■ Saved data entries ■
*** Block opens ***

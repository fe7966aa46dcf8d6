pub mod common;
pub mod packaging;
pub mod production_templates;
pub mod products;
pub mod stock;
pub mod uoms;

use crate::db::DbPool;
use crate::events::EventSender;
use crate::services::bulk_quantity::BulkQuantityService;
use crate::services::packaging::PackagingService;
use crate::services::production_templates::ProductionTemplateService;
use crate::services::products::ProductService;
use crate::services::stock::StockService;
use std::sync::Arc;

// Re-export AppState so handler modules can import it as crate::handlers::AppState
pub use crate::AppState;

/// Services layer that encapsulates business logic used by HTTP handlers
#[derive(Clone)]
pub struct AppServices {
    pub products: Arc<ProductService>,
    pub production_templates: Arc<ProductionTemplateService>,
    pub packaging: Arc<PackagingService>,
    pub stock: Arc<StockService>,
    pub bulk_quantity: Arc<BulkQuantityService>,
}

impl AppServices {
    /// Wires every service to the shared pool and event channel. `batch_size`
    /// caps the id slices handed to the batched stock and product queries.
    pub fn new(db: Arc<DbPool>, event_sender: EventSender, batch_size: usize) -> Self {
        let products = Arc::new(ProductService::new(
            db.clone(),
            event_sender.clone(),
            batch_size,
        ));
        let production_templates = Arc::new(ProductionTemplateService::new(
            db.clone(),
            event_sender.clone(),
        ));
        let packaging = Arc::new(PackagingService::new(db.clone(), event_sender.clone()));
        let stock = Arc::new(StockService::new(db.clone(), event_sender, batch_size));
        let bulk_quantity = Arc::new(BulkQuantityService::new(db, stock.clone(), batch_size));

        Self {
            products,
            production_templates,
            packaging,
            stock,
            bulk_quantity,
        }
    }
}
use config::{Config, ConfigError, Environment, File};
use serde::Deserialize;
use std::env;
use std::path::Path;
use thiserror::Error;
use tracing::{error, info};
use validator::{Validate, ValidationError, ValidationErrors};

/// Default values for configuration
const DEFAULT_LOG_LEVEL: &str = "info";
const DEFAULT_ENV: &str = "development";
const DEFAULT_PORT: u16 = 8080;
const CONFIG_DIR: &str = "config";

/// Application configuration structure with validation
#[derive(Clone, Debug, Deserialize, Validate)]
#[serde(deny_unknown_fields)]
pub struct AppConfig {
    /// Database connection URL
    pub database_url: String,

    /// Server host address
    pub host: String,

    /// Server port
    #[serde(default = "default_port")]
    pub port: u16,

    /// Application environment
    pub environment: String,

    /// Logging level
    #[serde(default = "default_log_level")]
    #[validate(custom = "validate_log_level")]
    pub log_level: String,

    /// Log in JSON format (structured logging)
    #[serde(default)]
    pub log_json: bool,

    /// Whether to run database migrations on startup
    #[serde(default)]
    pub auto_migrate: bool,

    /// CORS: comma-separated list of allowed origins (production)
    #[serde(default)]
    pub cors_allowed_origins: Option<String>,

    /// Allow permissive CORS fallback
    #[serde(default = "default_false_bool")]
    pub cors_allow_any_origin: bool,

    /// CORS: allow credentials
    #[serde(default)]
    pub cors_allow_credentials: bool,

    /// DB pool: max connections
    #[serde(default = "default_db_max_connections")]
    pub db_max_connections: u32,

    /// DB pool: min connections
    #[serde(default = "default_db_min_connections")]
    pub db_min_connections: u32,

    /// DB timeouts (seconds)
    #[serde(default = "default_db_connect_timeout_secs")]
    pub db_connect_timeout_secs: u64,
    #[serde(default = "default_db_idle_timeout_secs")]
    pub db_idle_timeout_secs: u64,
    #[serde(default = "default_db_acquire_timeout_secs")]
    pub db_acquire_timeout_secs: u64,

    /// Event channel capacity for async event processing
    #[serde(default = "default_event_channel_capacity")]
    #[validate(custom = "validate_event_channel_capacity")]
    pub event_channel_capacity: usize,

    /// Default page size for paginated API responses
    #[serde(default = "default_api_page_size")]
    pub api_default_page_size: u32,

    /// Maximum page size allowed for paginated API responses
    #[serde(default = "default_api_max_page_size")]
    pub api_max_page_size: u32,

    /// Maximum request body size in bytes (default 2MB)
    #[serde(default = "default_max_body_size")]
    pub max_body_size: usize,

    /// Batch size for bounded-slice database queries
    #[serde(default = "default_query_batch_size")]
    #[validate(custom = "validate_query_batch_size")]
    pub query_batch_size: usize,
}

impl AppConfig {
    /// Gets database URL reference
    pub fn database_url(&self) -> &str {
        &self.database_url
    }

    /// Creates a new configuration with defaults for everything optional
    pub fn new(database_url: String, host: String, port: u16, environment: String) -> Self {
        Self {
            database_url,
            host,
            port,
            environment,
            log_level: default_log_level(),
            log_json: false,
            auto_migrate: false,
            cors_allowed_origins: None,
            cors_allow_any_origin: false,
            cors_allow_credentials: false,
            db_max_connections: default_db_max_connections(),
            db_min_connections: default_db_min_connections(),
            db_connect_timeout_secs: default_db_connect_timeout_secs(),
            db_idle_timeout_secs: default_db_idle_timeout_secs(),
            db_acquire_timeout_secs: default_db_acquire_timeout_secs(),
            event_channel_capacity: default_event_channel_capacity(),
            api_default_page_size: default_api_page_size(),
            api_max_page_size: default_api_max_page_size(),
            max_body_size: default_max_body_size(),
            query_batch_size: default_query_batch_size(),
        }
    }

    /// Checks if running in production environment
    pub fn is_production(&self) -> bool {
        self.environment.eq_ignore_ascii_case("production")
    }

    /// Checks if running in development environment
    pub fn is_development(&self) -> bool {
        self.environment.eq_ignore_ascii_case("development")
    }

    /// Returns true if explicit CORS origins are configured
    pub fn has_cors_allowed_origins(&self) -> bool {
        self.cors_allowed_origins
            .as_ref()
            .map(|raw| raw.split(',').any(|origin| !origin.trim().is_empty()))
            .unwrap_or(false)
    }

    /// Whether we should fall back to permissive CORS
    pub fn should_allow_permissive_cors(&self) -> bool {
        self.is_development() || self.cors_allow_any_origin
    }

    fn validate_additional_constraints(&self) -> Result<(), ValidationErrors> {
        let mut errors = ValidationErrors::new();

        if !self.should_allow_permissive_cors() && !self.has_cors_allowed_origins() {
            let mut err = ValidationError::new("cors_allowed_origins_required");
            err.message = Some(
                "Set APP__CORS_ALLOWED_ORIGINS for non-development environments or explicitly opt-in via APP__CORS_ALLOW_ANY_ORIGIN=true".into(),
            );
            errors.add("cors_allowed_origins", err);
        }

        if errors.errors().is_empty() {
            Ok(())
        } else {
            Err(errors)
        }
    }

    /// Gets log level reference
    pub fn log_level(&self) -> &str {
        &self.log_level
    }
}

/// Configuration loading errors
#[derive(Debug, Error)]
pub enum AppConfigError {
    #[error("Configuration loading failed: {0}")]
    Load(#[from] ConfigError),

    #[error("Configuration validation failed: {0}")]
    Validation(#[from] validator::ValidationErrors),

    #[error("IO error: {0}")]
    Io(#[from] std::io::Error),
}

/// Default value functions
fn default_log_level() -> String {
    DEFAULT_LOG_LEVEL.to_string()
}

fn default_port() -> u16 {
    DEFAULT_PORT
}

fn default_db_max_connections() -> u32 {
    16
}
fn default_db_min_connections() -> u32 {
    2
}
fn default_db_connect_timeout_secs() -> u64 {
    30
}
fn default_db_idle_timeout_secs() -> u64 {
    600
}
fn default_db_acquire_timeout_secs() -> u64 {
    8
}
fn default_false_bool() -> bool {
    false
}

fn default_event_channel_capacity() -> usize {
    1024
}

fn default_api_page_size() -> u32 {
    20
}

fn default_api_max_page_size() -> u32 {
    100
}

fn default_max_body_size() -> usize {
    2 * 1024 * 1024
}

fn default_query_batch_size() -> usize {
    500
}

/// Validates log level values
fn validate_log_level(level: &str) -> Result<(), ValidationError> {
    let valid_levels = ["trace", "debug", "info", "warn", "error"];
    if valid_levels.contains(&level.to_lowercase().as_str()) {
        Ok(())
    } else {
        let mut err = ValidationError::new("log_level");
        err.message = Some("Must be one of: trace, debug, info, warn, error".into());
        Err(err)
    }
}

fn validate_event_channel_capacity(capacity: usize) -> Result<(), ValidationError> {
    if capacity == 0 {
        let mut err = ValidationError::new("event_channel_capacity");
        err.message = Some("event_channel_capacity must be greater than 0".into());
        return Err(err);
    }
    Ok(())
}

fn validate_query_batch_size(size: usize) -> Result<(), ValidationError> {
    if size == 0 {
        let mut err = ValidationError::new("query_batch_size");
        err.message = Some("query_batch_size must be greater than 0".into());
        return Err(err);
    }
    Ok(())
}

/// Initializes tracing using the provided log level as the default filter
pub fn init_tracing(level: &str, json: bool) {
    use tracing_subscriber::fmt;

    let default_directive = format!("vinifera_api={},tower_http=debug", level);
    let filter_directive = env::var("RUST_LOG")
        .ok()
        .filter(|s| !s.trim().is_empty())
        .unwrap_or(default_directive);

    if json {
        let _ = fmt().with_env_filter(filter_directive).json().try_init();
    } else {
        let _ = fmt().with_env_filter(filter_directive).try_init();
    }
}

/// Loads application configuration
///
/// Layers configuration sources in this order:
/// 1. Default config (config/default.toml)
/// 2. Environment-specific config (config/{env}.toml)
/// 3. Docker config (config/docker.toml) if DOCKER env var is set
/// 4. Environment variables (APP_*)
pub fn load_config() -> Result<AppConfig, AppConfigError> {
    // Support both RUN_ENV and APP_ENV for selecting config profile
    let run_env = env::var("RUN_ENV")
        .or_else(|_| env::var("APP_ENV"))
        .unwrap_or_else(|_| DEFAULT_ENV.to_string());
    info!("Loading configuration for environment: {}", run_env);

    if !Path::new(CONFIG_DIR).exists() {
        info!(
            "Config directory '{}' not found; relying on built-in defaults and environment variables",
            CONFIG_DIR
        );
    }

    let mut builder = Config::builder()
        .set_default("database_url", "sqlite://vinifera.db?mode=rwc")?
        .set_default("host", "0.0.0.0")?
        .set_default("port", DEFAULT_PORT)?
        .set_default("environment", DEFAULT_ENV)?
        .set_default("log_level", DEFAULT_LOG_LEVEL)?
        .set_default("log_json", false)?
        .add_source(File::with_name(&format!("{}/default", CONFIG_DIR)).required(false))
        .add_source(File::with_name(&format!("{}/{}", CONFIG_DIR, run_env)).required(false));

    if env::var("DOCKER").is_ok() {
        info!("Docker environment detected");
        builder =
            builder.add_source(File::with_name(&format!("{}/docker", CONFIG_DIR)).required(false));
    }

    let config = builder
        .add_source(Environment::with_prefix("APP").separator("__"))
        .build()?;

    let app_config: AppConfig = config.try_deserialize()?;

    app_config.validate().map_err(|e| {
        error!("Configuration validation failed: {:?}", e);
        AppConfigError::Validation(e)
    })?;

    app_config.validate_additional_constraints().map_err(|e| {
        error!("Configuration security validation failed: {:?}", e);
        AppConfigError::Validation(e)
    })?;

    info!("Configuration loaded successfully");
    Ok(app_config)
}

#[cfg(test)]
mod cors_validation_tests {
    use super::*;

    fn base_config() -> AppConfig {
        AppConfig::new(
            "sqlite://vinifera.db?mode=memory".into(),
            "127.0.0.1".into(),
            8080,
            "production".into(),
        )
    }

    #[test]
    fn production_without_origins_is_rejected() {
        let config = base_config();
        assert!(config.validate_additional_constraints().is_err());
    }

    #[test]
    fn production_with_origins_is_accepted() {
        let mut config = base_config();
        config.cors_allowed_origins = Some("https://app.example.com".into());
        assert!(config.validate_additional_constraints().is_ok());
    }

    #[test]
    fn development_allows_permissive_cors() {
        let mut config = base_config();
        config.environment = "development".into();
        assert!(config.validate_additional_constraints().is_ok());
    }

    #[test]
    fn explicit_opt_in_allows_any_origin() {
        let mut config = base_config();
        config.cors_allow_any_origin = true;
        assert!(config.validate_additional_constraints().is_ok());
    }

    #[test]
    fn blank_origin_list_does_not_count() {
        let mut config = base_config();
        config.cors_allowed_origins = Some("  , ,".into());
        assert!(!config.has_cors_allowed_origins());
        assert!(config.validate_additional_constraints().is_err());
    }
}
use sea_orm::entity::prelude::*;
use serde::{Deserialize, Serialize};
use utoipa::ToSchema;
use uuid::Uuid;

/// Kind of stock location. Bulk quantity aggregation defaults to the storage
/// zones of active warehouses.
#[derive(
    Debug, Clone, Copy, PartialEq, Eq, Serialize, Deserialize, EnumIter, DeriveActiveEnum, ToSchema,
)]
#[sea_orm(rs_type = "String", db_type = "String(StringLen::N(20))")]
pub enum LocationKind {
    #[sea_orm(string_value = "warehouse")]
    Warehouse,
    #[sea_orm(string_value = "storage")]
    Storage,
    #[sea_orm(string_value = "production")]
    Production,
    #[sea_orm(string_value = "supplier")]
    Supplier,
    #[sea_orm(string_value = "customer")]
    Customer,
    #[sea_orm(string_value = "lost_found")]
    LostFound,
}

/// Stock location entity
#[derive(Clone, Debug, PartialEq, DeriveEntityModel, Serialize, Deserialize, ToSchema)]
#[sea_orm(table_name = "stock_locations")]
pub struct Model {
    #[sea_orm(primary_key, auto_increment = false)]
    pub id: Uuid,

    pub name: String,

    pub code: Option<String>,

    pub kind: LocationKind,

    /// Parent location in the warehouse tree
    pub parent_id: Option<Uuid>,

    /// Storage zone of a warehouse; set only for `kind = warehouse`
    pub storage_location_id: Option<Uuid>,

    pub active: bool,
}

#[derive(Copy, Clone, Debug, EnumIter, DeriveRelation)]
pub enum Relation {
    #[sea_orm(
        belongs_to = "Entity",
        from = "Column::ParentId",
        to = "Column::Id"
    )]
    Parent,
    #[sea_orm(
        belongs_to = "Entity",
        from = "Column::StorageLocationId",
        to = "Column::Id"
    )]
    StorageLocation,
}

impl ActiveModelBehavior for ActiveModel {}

*** Block closes ***

■ Task requirements ■
From the records above, copy every line that includes the word "packaging".

■ Result of this task ■
pub mod packaging;
use crate::services::packaging::PackagingService;
    pub packaging: Arc<PackagingService>,
        let packaging = Arc::new(PackagingService::new(db.clone(), event_sender.clone()));
            packaging,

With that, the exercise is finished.